Saved data entries
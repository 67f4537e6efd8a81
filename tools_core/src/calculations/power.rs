//! # AC Power Calculation
//!
//! Pure algebraic conversions between voltage, current, power factor, and
//! real/apparent/reactive power for single-phase and three-phase circuits.
//!
//! ## Formulas
//!
//! - Three-phase apparent power: `S = sqrt(3) * V * I / 1000` (kVA)
//! - Single-phase apparent power: `S = V * I / 1000` (kVA)
//! - Real power: `P = S * PF` (kW)
//! - Reactive power: `Q = sqrt(S^2 - P^2)` (kVAR)
//!
//! ## Example
//!
//! ```rust
//! use tools_core::calculations::power::{PowerInput, Phase, calculate};
//!
//! let input = PowerInput {
//!     label: "Panel feed".to_string(),
//!     phase: Phase::Three,
//!     voltage_v: 480.0,
//!     current_a: 10.0,
//!     power_factor: 0.85,
//! };
//!
//! let result = calculate(&input).unwrap();
//! assert!((result.apparent_power_kva - 8.31).abs() < 0.01);
//! assert!((result.real_power_kw - 7.07).abs() < 0.01);
//! ```

use serde::{Deserialize, Serialize};

use crate::display::{format_unit, ResultRow};
use crate::errors::{CalcError, CalcResult};
use crate::units::{Amps, KiloVoltAmps, Kilowatts, Volts};

const SQRT_3: f64 = 1.732_050_807_568_877_2;

/// Circuit phase configuration.
#[derive(Debug, Clone, Copy, PartialEq, Eq, Serialize, Deserialize, Default)]
pub enum Phase {
    /// Single-phase
    Single,
    /// Three-phase (balanced, line-to-line voltage)
    #[default]
    Three,
}

impl Phase {
    /// All phase options for UI selection
    pub const ALL: [Phase; 2] = [Phase::Single, Phase::Three];

    /// Phase multiplier: sqrt(3) for three-phase, 1 for single-phase
    pub fn factor(&self) -> f64 {
        match self {
            Phase::Single => 1.0,
            Phase::Three => SQRT_3,
        }
    }

    /// Display name
    pub fn display_name(&self) -> &'static str {
        match self {
            Phase::Single => "Single-Phase",
            Phase::Three => "Three-Phase",
        }
    }

    /// Parse from a form key (e.g., "3", "single")
    pub fn from_key(key: &str) -> Option<Self> {
        match key.trim().to_ascii_lowercase().as_str() {
            "1" | "single" | "single-phase" => Some(Phase::Single),
            "3" | "three" | "three-phase" => Some(Phase::Three),
            _ => None,
        }
    }
}

impl std::fmt::Display for Phase {
    fn fmt(&self, f: &mut std::fmt::Formatter<'_>) -> std::fmt::Result {
        write!(f, "{}", self.display_name())
    }
}

/// Input parameters for the power calculator.
///
/// ## JSON Example
///
/// ```json
/// {
///   "label": "Panel feed",
///   "phase": "Three",
///   "voltage_v": 480.0,
///   "current_a": 10.0,
///   "power_factor": 0.85
/// }
/// ```
#[derive(Debug, Clone, Serialize, Deserialize)]
pub struct PowerInput {
    /// User label for this circuit
    pub label: String,

    /// Phase configuration
    pub phase: Phase,

    /// Line voltage in volts (line-to-line for three-phase)
    pub voltage_v: f64,

    /// Line current in amperes
    pub current_a: f64,

    /// Power factor, 0 < PF <= 1
    pub power_factor: f64,
}

impl PowerInput {
    /// Validate input parameters.
    pub fn validate(&self) -> CalcResult<()> {
        if self.voltage_v <= 0.0 {
            return Err(CalcError::invalid_input(
                "voltage_v",
                self.voltage_v.to_string(),
                "Voltage must be positive",
            ));
        }
        if self.current_a <= 0.0 {
            return Err(CalcError::invalid_input(
                "current_a",
                self.current_a.to_string(),
                "Current must be positive",
            ));
        }
        if self.power_factor <= 0.0 || self.power_factor > 1.0 {
            return Err(CalcError::out_of_range("power_factor", self.power_factor, 0.0, 1.0));
        }
        Ok(())
    }
}

/// Results from the power calculation.
#[derive(Debug, Clone, Serialize, Deserialize)]
pub struct PowerResult {
    /// Apparent power S in kVA
    pub apparent_power_kva: f64,

    /// Real power P = S * PF in kW
    pub real_power_kw: f64,

    /// Reactive power Q = sqrt(S^2 - P^2) in kVAR
    pub reactive_power_kvar: f64,
}

impl PowerResult {
    /// Labeled display rows for uniform rendering.
    pub fn summary_rows(&self) -> Vec<ResultRow> {
        vec![
            ResultRow::new("Apparent Power", format_unit(self.apparent_power_kva, 2, "kVA")),
            ResultRow::new("Real Power", format_unit(self.real_power_kw, 2, "kW")),
            ResultRow::new("Reactive Power", format_unit(self.reactive_power_kvar, 2, "kVAR")),
        ]
    }
}

/// Apparent power for the given phase: `S = k * V * I / 1000` (kVA).
pub fn apparent_power(phase: Phase, voltage: Volts, current: Amps) -> KiloVoltAmps {
    KiloVoltAmps(phase.factor() * voltage.value() * current.value() / 1000.0)
}

/// Calculate apparent, real, and reactive power from V, I, and PF.
pub fn calculate(input: &PowerInput) -> CalcResult<PowerResult> {
    input.validate()?;

    let apparent_kva = apparent_power(input.phase, Volts(input.voltage_v), Amps(input.current_a)).value();
    let real_kw = apparent_kva * input.power_factor;
    let reactive_kvar = (apparent_kva.powi(2) - real_kw.powi(2)).max(0.0).sqrt();

    Ok(PowerResult {
        apparent_power_kva: apparent_kva,
        real_power_kw: real_kw,
        reactive_power_kvar: reactive_kvar,
    })
}

/// Line current required to deliver `real_power` at the given voltage and
/// power factor: `I = P * 1000 / (k * V * PF)`.
pub fn required_current(phase: Phase, real_power: Kilowatts, voltage: Volts, power_factor: f64) -> CalcResult<Amps> {
    if real_power.value() <= 0.0 {
        return Err(CalcError::invalid_input(
            "real_power_kw",
            real_power.value().to_string(),
            "Power must be positive",
        ));
    }
    if voltage.value() <= 0.0 {
        return Err(CalcError::invalid_input(
            "voltage_v",
            voltage.value().to_string(),
            "Voltage must be positive",
        ));
    }
    if power_factor <= 0.0 || power_factor > 1.0 {
        return Err(CalcError::out_of_range("power_factor", power_factor, 0.0, 1.0));
    }
    Ok(Amps(real_power.value() * 1000.0 / (phase.factor() * voltage.value() * power_factor)))
}

/// Equivalent single-phase current for a three-phase load:
/// `I1 = sqrt(3) * I3 * V3 / V1`.
///
/// Conserves apparent power when moving a load between systems at
/// (possibly) different voltages.
pub fn single_phase_current(three_phase_current: Amps, three_phase_voltage: Volts, single_phase_voltage: Volts) -> CalcResult<Amps> {
    if three_phase_current.value() <= 0.0 {
        return Err(CalcError::invalid_input(
            "three_phase_current_a",
            three_phase_current.value().to_string(),
            "Current must be positive",
        ));
    }
    if three_phase_voltage.value() <= 0.0 || single_phase_voltage.value() <= 0.0 {
        return Err(CalcError::invalid_input(
            "voltage_v",
            format!("{}/{}", three_phase_voltage.value(), single_phase_voltage.value()),
            "Voltages must be positive",
        ));
    }
    Ok(Amps(SQRT_3 * three_phase_current.value() * three_phase_voltage.value() / single_phase_voltage.value()))
}

#[cfg(test)]
mod tests {
    use super::*;

    fn test_circuit() -> PowerInput {
        PowerInput {
            label: "Test circuit".to_string(),
            phase: Phase::Three,
            voltage_v: 480.0,
            current_a: 10.0,
            power_factor: 0.85,
        }
    }

    #[test]
    fn test_three_phase_scenario() {
        // sqrt(3) * 480 * 10 / 1000 = 8.31 kVA; * 0.85 = 7.07 kW
        let result = calculate(&test_circuit()).unwrap();
        assert!((result.apparent_power_kva - 8.3138).abs() < 0.001);
        assert!((result.real_power_kw - 7.0668).abs() < 0.001);
    }

    #[test]
    fn test_real_equals_apparent_times_pf() {
        let input = test_circuit();
        let result = calculate(&input).unwrap();
        assert_eq!(result.real_power_kw, result.apparent_power_kva * input.power_factor);
    }

    #[test]
    fn test_single_phase_apparent() {
        let mut input = test_circuit();
        input.phase = Phase::Single;
        input.voltage_v = 240.0;
        input.current_a = 15.0;
        let result = calculate(&input).unwrap();

        // V * I / 1000 = 3.6 kVA
        assert!((result.apparent_power_kva - 3.6).abs() < 1e-9);
    }

    #[test]
    fn test_power_triangle() {
        // S^2 = P^2 + Q^2
        let result = calculate(&test_circuit()).unwrap();
        let s2 = result.real_power_kw.powi(2) + result.reactive_power_kvar.powi(2);
        assert!((s2.sqrt() - result.apparent_power_kva).abs() < 1e-9);
    }

    #[test]
    fn test_unity_pf_has_no_reactive() {
        let mut input = test_circuit();
        input.power_factor = 1.0;
        let result = calculate(&input).unwrap();
        assert!(result.reactive_power_kvar.abs() < 1e-9);
        assert!((result.real_power_kw - result.apparent_power_kva).abs() < 1e-9);
    }

    #[test]
    fn test_required_current_inverts_calculate() {
        let input = test_circuit();
        let result = calculate(&input).unwrap();
        let current = required_current(
            input.phase,
            Kilowatts(result.real_power_kw),
            Volts(input.voltage_v),
            input.power_factor,
        )
        .unwrap();
        assert!((current.value() - input.current_a).abs() < 1e-9);
    }

    #[test]
    fn test_single_phase_current_conversion() {
        // Same voltage both sides: I1 = sqrt(3) * I3
        let i1 = single_phase_current(Amps(10.0), Volts(240.0), Volts(240.0)).unwrap();
        assert!((i1.value() - SQRT_3 * 10.0).abs() < 1e-9);

        // 480V three-phase load moved to 240V single-phase doubles again
        let i1 = single_phase_current(Amps(10.0), Volts(480.0), Volts(240.0)).unwrap();
        assert!((i1.value() - SQRT_3 * 20.0).abs() < 1e-9);
    }

    #[test]
    fn test_invalid_inputs() {
        let mut input = test_circuit();
        input.power_factor = 1.2;
        assert_eq!(calculate(&input).unwrap_err().error_code(), "OUT_OF_RANGE");

        let mut input = test_circuit();
        input.voltage_v = 0.0;
        assert_eq!(calculate(&input).unwrap_err().error_code(), "INVALID_INPUT");

        assert!(required_current(Phase::Three, Kilowatts(-5.0), Volts(480.0), 0.9).is_err());
        assert!(single_phase_current(Amps(10.0), Volts(0.0), Volts(240.0)).is_err());
    }

    #[test]
    fn test_summary_rows() {
        let result = calculate(&test_circuit()).unwrap();
        let rows = result.summary_rows();
        assert_eq!(rows[0].value, "8.31 kVA");
        assert_eq!(rows[1].value, "7.07 kW");
    }

    #[test]
    fn test_serialization_roundtrip() {
        let input = test_circuit();
        let json = serde_json::to_string(&input).unwrap();
        assert!(json.contains("\"phase\":\"Three\""));
        let roundtrip: PowerInput = serde_json::from_str(&json).unwrap();
        assert_eq!(input.voltage_v, roundtrip.voltage_v);

        let result = calculate(&input).unwrap();
        let json = serde_json::to_string(&result).unwrap();
        let roundtrip: PowerResult = serde_json::from_str(&json).unwrap();
        assert!((result.apparent_power_kva - roundtrip.apparent_power_kva).abs() < 1e-12);
    }
}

(Aim of the exercise): In the records above, find each line with the word "load" and copy it.

(Task solution):
/// Equivalent single-phase current for a three-phase load:
/// Conserves apparent power when moving a load between systems at
        // 480V three-phase load moved to 240V single-phase doubles again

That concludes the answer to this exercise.